[Stored data entries]

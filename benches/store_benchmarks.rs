//! Notification Store Benchmarks
//!
//! Measures add/remove throughput with and without armed timers, snapshot
//! cost for growing active sets, and clear_all with many pending timers.

use criterion::{criterion_group, criterion_main, BenchmarkId, Criterion, Throughput};
use std::time::Duration;

use toastq::notifications::{NotificationKind, NotificationStore};

fn runtime() -> tokio::runtime::Runtime {
    tokio::runtime::Builder::new_multi_thread()
        .worker_threads(2)
        .enable_all()
        .build()
        .expect("Failed to build runtime")
}

/// Add then dismiss, persistent vs timed entries
fn bench_add_remove(c: &mut Criterion) {
    let rt = runtime();
    let _guard = rt.enter();
    let mut group = c.benchmark_group("add_remove");

    for (name, ttl) in [("persistent", Duration::ZERO), ("timed", Duration::from_secs(60))] {
        let store = NotificationStore::new().expect("store");
        group.throughput(Throughput::Elements(1));
        group.bench_function(name, |b| {
            b.iter(|| {
                let id = store.add_with_ttl(NotificationKind::Info, "Bench", "body", ttl);
                store.remove(&id);
            })
        });
    }

    group.finish();
}

/// Snapshot cost as the active set grows
fn bench_list(c: &mut Criterion) {
    let rt = runtime();
    let _guard = rt.enter();
    let mut group = c.benchmark_group("list");

    for size in [10usize, 100, 1000] {
        let store = NotificationStore::new().expect("store");
        for i in 0..size {
            store.add_with_ttl(NotificationKind::Success, format!("n{}", i), "", Duration::ZERO);
        }

        group.throughput(Throughput::Elements(size as u64));
        group.bench_with_input(BenchmarkId::from_parameter(size), &store, |b, store| {
            b.iter(|| store.list())
        });
    }

    group.finish();
}

/// clear_all with every entry holding an armed timer
fn bench_clear_all(c: &mut Criterion) {
    let rt = runtime();
    let _guard = rt.enter();
    let mut group = c.benchmark_group("clear_all");

    for size in [100usize, 1000] {
        let store = NotificationStore::new().expect("store");
        group.bench_with_input(BenchmarkId::from_parameter(size), &size, |b, &size| {
            b.iter(|| {
                for i in 0..size {
                    store.add_with_ttl(NotificationKind::Warning, format!("n{}", i), "", Duration::from_secs(60));
                }
                store.clear_all();
            })
        });
    }

    group.finish();
}

criterion_group!(benches, bench_add_remove, bench_list, bench_clear_all);
criterion_main!(benches);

§ **Exercise requirements**:
The full set of records above is to be printed exactly as it appears.

§ **Output**:
filename benches/store_benchmarks.rs
//! Notification Store Benchmarks
//!
//! Measures add/remove throughput with and without armed timers, snapshot
//! cost for growing active sets, and clear_all with many pending timers.

use criterion::{criterion_group, criterion_main, BenchmarkId, Criterion, Throughput};
use std::time::Duration;

use toastq::notifications::{NotificationKind, NotificationStore};

fn runtime() -> tokio::runtime::Runtime {
    tokio::runtime::Builder::new_multi_thread()
        .worker_threads(2)
        .enable_all()
        .build()
        .expect("Failed to build runtime")
}

/// Add then dismiss, persistent vs timed entries
fn bench_add_remove(c: &mut Criterion) {
    let rt = runtime();
    let _guard = rt.enter();
    let mut group = c.benchmark_group("add_remove");

    for (name, ttl) in [("persistent", Duration::ZERO), ("timed", Duration::from_secs(60))] {
        let store = NotificationStore::new().expect("store");
        group.throughput(Throughput::Elements(1));
        group.bench_function(name, |b| {
            b.iter(|| {
                let id = store.add_with_ttl(NotificationKind::Info, "Bench", "body", ttl);
                store.remove(&id);
            })
        });
    }

    group.finish();
}

/// Snapshot cost as the active set grows
fn bench_list(c: &mut Criterion) {
    let rt = runtime();
    let _guard = rt.enter();
    let mut group = c.benchmark_group("list");

    for size in [10usize, 100, 1000] {
        let store = NotificationStore::new().expect("store");
        for i in 0..size {
            store.add_with_ttl(NotificationKind::Success, format!("n{}", i), "", Duration::ZERO);
        }

        group.throughput(Throughput::Elements(size as u64));
        group.bench_with_input(BenchmarkId::from_parameter(size), &store, |b, store| {
            b.iter(|| store.list())
        });
    }

    group.finish();
}

/// clear_all with every entry holding an armed timer
fn bench_clear_all(c: &mut Criterion) {
    let rt = runtime();
    let _guard = rt.enter();
    let mut group = c.benchmark_group("clear_all");

    for size in [100usize, 1000] {
        let store = NotificationStore::new().expect("store");
        group.bench_with_input(BenchmarkId::from_parameter(size), &size, |b, &size| {
            b.iter(|| {
                for i in 0..size {
                    store.add_with_ttl(NotificationKind::Warning, format!("n{}", i), "", Duration::from_secs(60));
                }
                store.clear_all();
            })
        });
    }

    group.finish();
}

criterion_group!(benches, bench_add_remove, bench_list, bench_clear_all);
criterion_main!(benches);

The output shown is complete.